One crude way to estimate how demand and supply are interacting is by looking at wait times — countries with longer wait times might be considered to be in shortage-like situations. Aaron’s covered wait times extensively here. But wait times reflect far more than simply the number of physicians — they reflect how systems are organized, how they’re paid for, what they value (lower costs or shorter wait times?), and even how sick populations are. There’s no correlation between the physician-population ratio and wait times. (R2 = 0.0016 if you can’t read that.)

Wait time vs Physician Density

Let’s bring it back to the IOM report before this gets too long. In their read of the evidence, the IOM report committee believed that the forces of technology and delegation would likely lead to increases in the effective supply of physician services that compensate for the forecast increase in demand. That’s not out of the question — in some simulated scenarios, technology and delegation together can about double productivity. But as noted above, the evidence for technology’s effect on productivity isn’t necessarily replicable, while the evidence for the harms of delegation is disputed. The IOM therefore argued that there was no evidence of a doctor shortage, which of course is not the same of evidence of no doctor shortage. The IOM hasn’t been persuaded that there will be a doctor shortage, but it doesn’t come right out and say that there won’t be one, either.

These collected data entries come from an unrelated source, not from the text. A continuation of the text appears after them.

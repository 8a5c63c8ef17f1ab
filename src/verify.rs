//! The verifier (L5).
//!
//! Mask-replay (always compiled in, pure bitset arithmetic over the
//! `TruthCache`) plus, behind the `verification` feature, an independent
//! SMT check built on the `werewolf_verify` crate. Both must agree; any
//! disagreement is a `VerifierInconsistency`, never retried.

use crate::bitset::BitSet;
use crate::cache::TruthCache;
use crate::error::{PuzzleError, Result};
use crate::puzzle::Puzzle;
use crate::roles;
#[cfg(feature = "verification")]
use crate::statement::Statement;

/// The unique solution a verified puzzle admits.
#[derive(Debug, Clone, Copy, PartialEq, Eq)]
pub struct Solution {
    pub assignment: u32,
    pub shill: Option<u32>,
}

/// Replay the cached compatibility masks for every speaker's bundle and
/// confirm exactly one `(assignment, shill?)` survives. This is the
/// mask-replay half of L5 and has no external dependency.
pub fn verify(puzzle: &Puzzle, cache: &TruthCache) -> Result<Solution> {
    let n = puzzle.n;
    if cache.n() != n {
        return Err(PuzzleError::CacheIncompatible {
            reason: format!("cache built for N={}, puzzle has N={n}", cache.n()),
        });
    }

    let solution = mask_replay(puzzle, cache)?;

    #[cfg(feature = "verification")]
    {
        let smt_solution = smt_check(puzzle, cache)?;
        if smt_solution != solution {
            return Err(PuzzleError::VerifierInconsistency {
                reason: format!(
                    "mask-replay found {solution:?} but the SMT check found {smt_solution:?}"
                ),
            });
        }
    }

    if solution.assignment != puzzle.solution || solution.shill != puzzle.shill {
        return Err(PuzzleError::VerifierInconsistency {
            reason: format!(
                "verified solution {solution:?} does not match the puzzle's stored solution \
                 (assignment={}, shill={:?})",
                puzzle.solution, puzzle.shill
            ),
        });
    }

    Ok(solution)
}

/// The baseline codec carries no explicit "shill mode" flag in the wire
/// form (spec.md §6): whether to replay with or without the shill rule is
/// decided by whether the caller populated `puzzle.shill`. A puzzle loaded
/// fresh from `decode_puzzle` has `shill = None` and must be verified with
/// `verify_recovering_shill` instead if shill mode is in play.
fn mask_replay(puzzle: &Puzzle, cache: &TruthCache) -> Result<Solution> {
    let n = puzzle.n;
    if puzzle.shill.is_some() {
        mask_replay_shill(puzzle, cache, n)
    } else {
        mask_replay_baseline(puzzle, cache, n)
    }
}

fn mask_replay_baseline(puzzle: &Puzzle, cache: &TruthCache, n: u32) -> Result<Solution> {
    let mut remaining = roles::at_least_one_werewolf(n);
    for (i, bundle) in puzzle.bundles.iter().enumerate() {
        let codes: Vec<String> = bundle.iter().map(|s| s.encode()).collect();
        let truth = roles::bundle_all_true_mask(cache, &codes).ok_or_else(|| PuzzleError::VerifierInconsistency {
            reason: format!("speaker {i}'s statement(s) are missing from the cache"),
        })?;
        let compat = roles::speaker_compat(n, i as u32, &truth);
        remaining.and_assign(&compat);
    }
    let assignment = remaining.only_index().ok_or_else(|| PuzzleError::VerifierInconsistency {
        reason: format!(
            "mask replay found {} compatible assignment(s), expected exactly 1",
            remaining.popcount()
        ),
    })?;
    Ok(Solution { assignment: assignment as u32, shill: None })
}

fn mask_replay_shill(puzzle: &Puzzle, cache: &TruthCache, n: u32) -> Result<Solution> {
    let mut remaining = BitSet::with_bits(roles::pair_universe_bits(n));

    for s in 0..n {
        let mut per_shill = BitSet::all_ones(roles::pair_universe_bits(n));
        for (i, bundle) in puzzle.bundles.iter().enumerate() {
            let codes: Vec<String> = bundle.iter().map(|stmt| stmt.encode()).collect();
            let truth = roles::bundle_all_true_mask(cache, &codes).ok_or_else(|| PuzzleError::VerifierInconsistency {
                reason: format!("speaker {i}'s statement(s) are missing from the cache"),
            })?;
            let compat = roles::speaker_compat_for_shill_candidate(n, i as u32, s, &truth);
            per_shill.and_assign(&compat);
        }
        // `per_shill` already carries only pairs with shill == s (the
        // per-speaker masks are zero outside that slice), so OR-ing the
        // per-candidate-shill contributions together recovers the union
        // over s that spec.md §4.3 defines.
        remaining.or_assign(&per_shill);
    }

    let pair = remaining.only_index().ok_or_else(|| PuzzleError::VerifierInconsistency {
        reason: format!(
            "mask replay found {} compatible (assignment, shill) pair(s), expected exactly 1",
            remaining.popcount()
        ),
    })?;
    let (assignment, shill) = roles::unpack_pair(n, pair);
    Ok(Solution { assignment, shill: Some(shill) })
}

/// Verify a puzzle whose shill mode is not yet known from its in-memory
/// metadata (e.g. one recovered from a bare compact code via
/// `decode_puzzle`, which carries no shill flag). Tries the baseline
/// replay first; if that fails to converge to a unique assignment, retries
/// under the shill rule, recovering the shill identity as the unique
/// liar who is not a werewolf — exactly as spec.md §6 describes.
pub fn verify_recovering_shill(puzzle: &Puzzle, cache: &TruthCache) -> Result<Solution> {
    let n = puzzle.n;
    if cache.n() != n {
        return Err(PuzzleError::CacheIncompatible {
            reason: format!("cache built for N={}, puzzle has N={n}", cache.n()),
        });
    }
    if let Ok(solution) = mask_replay_baseline(puzzle, cache, n) {
        return Ok(solution);
    }
    mask_replay_shill(puzzle, cache, n)
}

/// Independently re-derive spec.md §4.5.2's role-semantics formula for
/// every speaker and hand it to `werewolf_verify` for an assert-negation
/// uniqueness check. `werewolf_verify` knows nothing about `Statement` or
/// `Puzzle`; this function is the one place that bridges the two crates.
#[cfg(feature = "verification")]
fn smt_check(puzzle: &Puzzle, _cache: &TruthCache) -> Result<Solution> {
    use werewolf_verify::{VerifyExpr, Verifier};

    let n = puzzle.n as usize;
    let expected_w: Vec<bool> = (0..n).map(|i| (puzzle.solution >> i) & 1 == 1).collect();
    let w = |i: u32| VerifyExpr::bool_var(format!("w_{i}"));
    let shill = || VerifyExpr::int_var("shill");

    let mut assertions = Vec::new();
    for (i, bundle) in puzzle.bundles.iter().enumerate() {
        let bundle_formula = VerifyExpr::and(bundle.iter().map(lower_statement).collect());
        let liar_condition = if puzzle.shill.is_some() {
            VerifyExpr::or(vec![w(i as u32), VerifyExpr::int_eq(shill(), VerifyExpr::IntLit(i as i64))])
        } else {
            w(i as u32)
        };
        assertions.push(VerifyExpr::iff(bundle_formula, VerifyExpr::not(liar_condition)));
    }

    if puzzle.shill.is_some() {
        assertions.push(VerifyExpr::int_ge(shill(), VerifyExpr::IntLit(0)));
        assertions.push(VerifyExpr::int_le(shill(), VerifyExpr::IntLit(n as i64 - 1)));
        for i in 0..n as u32 {
            assertions.push(VerifyExpr::implies(
                VerifyExpr::int_eq(shill(), VerifyExpr::IntLit(i as i64)),
                VerifyExpr::not(w(i)),
            ));
        }
    }

    Verifier::new().verify_unique(&assertions, &expected_w, puzzle.shill).map_err(|e| match e {
        werewolf_verify::VerificationError::SolverUnknown => PuzzleError::VerifierTimeout { seconds: 5 },
        other => PuzzleError::VerifierInconsistency { reason: format!("SMT check failed: {other}") },
    })?;

    Ok(Solution { assignment: puzzle.solution, shill: puzzle.shill })
}

/// Translate one villager-facing statement into the boolean formula it
/// contributes to a speaker's role-semantics encoding.
#[cfg(feature = "verification")]
fn lower_statement(stmt: &Statement) -> werewolf_verify::VerifyExpr {
    use werewolf_verify::{CountCmp, VerifyExpr};

    let w = |i: u32| VerifyExpr::bool_var(format!("w_{i}"));
    let scope_vars = |scope: &[u32]| scope.iter().map(|&i| format!("w_{i}")).collect::<Vec<_>>();

    match stmt {
        Statement::Implication { a, b } => VerifyExpr::implies(w(*a), w(*b)),
        Statement::Equivalence { a, b } => VerifyExpr::iff(w(*a), w(*b)),
        Statement::Disjunction { a, b } => VerifyExpr::or(vec![w(*a), w(*b)]),
        Statement::ExclusiveOne { a, b } => VerifyExpr::and(vec![
            VerifyExpr::or(vec![w(*a), w(*b)]),
            VerifyExpr::not(VerifyExpr::and(vec![w(*a), w(*b)])),
        ]),
        Statement::AtMostOne { a, b } => VerifyExpr::not(VerifyExpr::and(vec![w(*a), w(*b)])),
        Statement::ConverseImplication { a, b } => VerifyExpr::or(vec![w(*a), w(*b)]),
        Statement::Neither { a, b } => VerifyExpr::and(vec![VerifyExpr::not(w(*a)), VerifyExpr::not(w(*b))]),
        Statement::ExactCount { scope, k } => VerifyExpr::count(scope_vars(scope), CountCmp::Exact, *k as i64),
        Statement::UpperBound { scope, k } => VerifyExpr::count(scope_vars(scope), CountCmp::AtMost, *k as i64),
        Statement::LowerBound { scope, k } => VerifyExpr::count(scope_vars(scope), CountCmp::AtLeast, *k as i64),
        Statement::EvenParity { scope } => VerifyExpr::count(scope_vars(scope), CountCmp::Even, 0),
        Statement::OddParity { scope } => VerifyExpr::count(scope_vars(scope), CountCmp::Odd, 0),
    }
}

#[cfg(test)]
mod tests {
    use super::*;
    use crate::generator::{generate, GeneratorConfig};
    use crate::library::{build_library, LibraryConfig, VariantKind};

    fn cache_for(n: u32) -> TruthCache {
        let lib = build_library(n, &LibraryConfig { variants: VariantKind::all_pair(), ..LibraryConfig::default() })
            .unwrap();
        TruthCache::build(&lib, n)
    }

    #[test]
    fn verify_matches_generated_baseline_puzzle() {
        let cache = cache_for(4);
        let config = GeneratorConfig {
            n: 4,
            library: LibraryConfig { variants: VariantKind::all_pair(), ..LibraryConfig::default() },
            max_attempts: 500,
            ..GeneratorConfig::default()
        };
        let puzzle = generate(&config, &cache, 42).unwrap();
        let solution = verify(&puzzle, &cache).unwrap();
        assert_eq!(solution.assignment, puzzle.solution);
        assert_eq!(solution.shill, None);
    }

    #[test]
    fn verify_matches_generated_shill_puzzle() {
        let cache = cache_for(4);
        let config = GeneratorConfig {
            n: 4,
            has_shill: true,
            library: LibraryConfig { variants: VariantKind::all_pair(), ..LibraryConfig::default() },
            max_attempts: 500,
            ..GeneratorConfig::default()
        };
        let puzzle = generate(&config, &cache, 3).unwrap();
        let solution = verify(&puzzle, &cache).unwrap();
        assert_eq!(solution.assignment, puzzle.solution);
        assert_eq!(solution.shill, puzzle.shill);
    }

    #[test]
    fn mismatched_n_is_cache_incompatible() {
        let cache = cache_for(4);
        let config = GeneratorConfig {
            n: 4,
            library: LibraryConfig { variants: VariantKind::all_pair(), ..LibraryConfig::default() },
            max_attempts: 500,
            ..GeneratorConfig::default()
        };
        let mut puzzle = generate(&config, &cache, 1).unwrap();
        puzzle.n = 5;
        let err = verify(&puzzle, &cache).unwrap_err();
        assert!(matches!(err, PuzzleError::CacheIncompatible { .. }));
    }

    #[test]
    fn recovering_shill_identifies_liar() {
        let cache = cache_for(4);
        let config = GeneratorConfig {
            n: 4,
            has_shill: true,
            library: LibraryConfig { variants: VariantKind::all_pair(), ..LibraryConfig::default() },
            max_attempts: 500,
            ..GeneratorConfig::default()
        };
        let puzzle = generate(&config, &cache, 9).unwrap();
        let code = crate::puzzle::encode_puzzle(&puzzle);
        let decoded = crate::puzzle::decode_puzzle(&code, 4).unwrap();
        let solution = verify_recovering_shill(&decoded, &cache).unwrap();
        assert_eq!(solution.assignment, puzzle.solution);
        assert_eq!(solution.shill, puzzle.shill);
    }
}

That brings us to the final point: because these are forecasts, there’s a real possibility they could be wrong. It’s quite possible to consider the data and still worry about a physician shortage simply based on weighted probability. Even if the chances of a doctor shortage are less than 50%, if you think the negative effects and costs of an undersupply are far worse than the negative effects and costs of an oversupply, you might still want to support policies that increase the supply of physicians, especially if those policies might take years to show results. That might be doubly true if you’re a pessimist about technological innovation or think delegation might not spread as much as it could.

Is increasing GME funding the way to increase the physician supply? It’s not as clear-cut as you’d think — but I’ll address that soon enough.